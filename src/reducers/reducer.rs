use crate::core::error::ReducerError;
use crate::core::nested::Nested;
use crate::reducers::ReducerState;
use ndarray::ArrayD;

/// One or more samples arranged like the reducer's template.
pub type Observation = Nested<ArrayD<f64>>;

/// Streaming reducer over nested observations.
///
/// A reducer is pure configuration: all accumulated data lives in the
/// [`ReducerState`] values it produces. Callers drive it with any loop they
/// like, threading the returned state into the next call:
///
/// ```
/// use ndarray::arr1;
/// use streamcov::core::nested::Nested;
/// use streamcov::reducers::{CovarianceReducer, Reducer};
///
/// let reducer = CovarianceReducer::new().with_event_ndims(1);
/// let mut state = reducer.initialize(&Nested::leaf(arr1(&[0.0, 0.0]).into_dyn())).unwrap();
/// for x in [[1.0, 2.0], [3.0, 6.0]] {
///     state = reducer.one_step(&Nested::leaf(arr1(&x).into_dyn()), &state, None).unwrap();
/// }
/// let cov = reducer.finalize(&state).into_leaf().unwrap();
/// assert_eq!(cov.shape(), &[2, 2]);
/// ```
pub trait Reducer {
    /// Name used in logs.
    fn name(&self) -> &str;

    /// Builds an empty state whose leaf shapes follow `template`.
    ///
    /// Fails with [`ReducerError::Shape`] when a leaf has fewer dimensions
    /// than the configured event rank.
    fn initialize(&self, template: &Observation) -> Result<ReducerState, ReducerError>;

    /// Absorbs `observation` and returns the next state; `state` itself is
    /// left untouched.
    ///
    /// With `axis = None` every leaf is a single sample shaped like the
    /// template. With `axis = Some(a)` every leaf is a chunk of samples
    /// stacked along dimension `a` (at most the batch rank).
    fn one_step(
        &self,
        observation: &Observation,
        state: &ReducerState,
        axis: Option<usize>,
    ) -> Result<ReducerState, ReducerError>;

    /// Normalized second moments, nested like the template. Safe to call at
    /// any point in the stream.
    fn finalize(&self, state: &ReducerState) -> Nested<ArrayD<f64>>;
}
use crate::core::running_covariance::Moment;
use ndarray::{Array2, Array3, ArrayD, ArrayView3, Axis};

/// Sufficient statistics of one chunk of observations, in flattened
/// `(batch, event)` form, ready to be combined with a running state.
#[derive(Debug, Clone)]
pub(crate) struct ChunkMoments {
    pub(super) num_samples: f64,
    pub(super) mean: Array2<f64>,
    /// `(batch, event, event)` for covariance, `(batch, event)` for variance.
    pub(super) sum_sq_dev: ArrayD<f64>,
}

impl ChunkMoments {
    /// Reduces a `(batch, chunk, event)` block along the chunk axis.
    ///
    /// Returns `None` for an empty chunk.
    pub(crate) fn from_chunk(chunk: ArrayView3<'_, f64>, moment: Moment) -> Option<Self> {
        let (batch, len, event) = chunk.dim();
        let mean = chunk.mean_axis(Axis(1))?;
        let centered = &chunk - &mean.view().insert_axis(Axis(1));

        let sum_sq_dev = match moment {
            Moment::Covariance => Array3::from_shape_fn((batch, event, event), |(i, j, k)| {
                sum_of_products(&centered, i, j, k)
            })
            .into_dyn(),
            Moment::Variance => {
                Array2::from_shape_fn((batch, event), |(i, j)| sum_of_products(&centered, i, j, j))
                    .into_dyn()
            }
        };

        Some(Self {
            num_samples: len as f64,
            mean,
            sum_sq_dev,
        })
    }
}

// Both moments reduce through this fold so a zero-event covariance and a
// variance see the same rounding.
#[inline]
fn sum_of_products(centered: &Array3<f64>, batch: usize, j: usize, k: usize) -> f64 {
    centered
        .index_axis(Axis(0), batch)
        .outer_iter()
        .fold(0.0, |acc, row| acc + row[j] * row[k])
}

--

▸ What you will do
Reproduce the lines above, beginning at the line with "#[derive(Debug, Clone)]" and stopping after the line with "let (batch, len, event)", exactly as they are.

▸ Task output
#[derive(Debug, Clone)]
pub(crate) struct ChunkMoments {
    pub(super) num_samples: f64,
    pub(super) mean: Array2<f64>,
    /// `(batch, event, event)` for covariance, `(batch, event)` for variance.
    pub(super) sum_sq_dev: ArrayD<f64>,
}

impl ChunkMoments {
    /// Reduces a `(batch, chunk, event)` block along the chunk axis.
    ///
    /// Returns `None` for an empty chunk.
    pub(crate) fn from_chunk(chunk: ArrayView3<'_, f64>, moment: Moment) -> Option<Self> {
        let (batch, len, event) = chunk.dim();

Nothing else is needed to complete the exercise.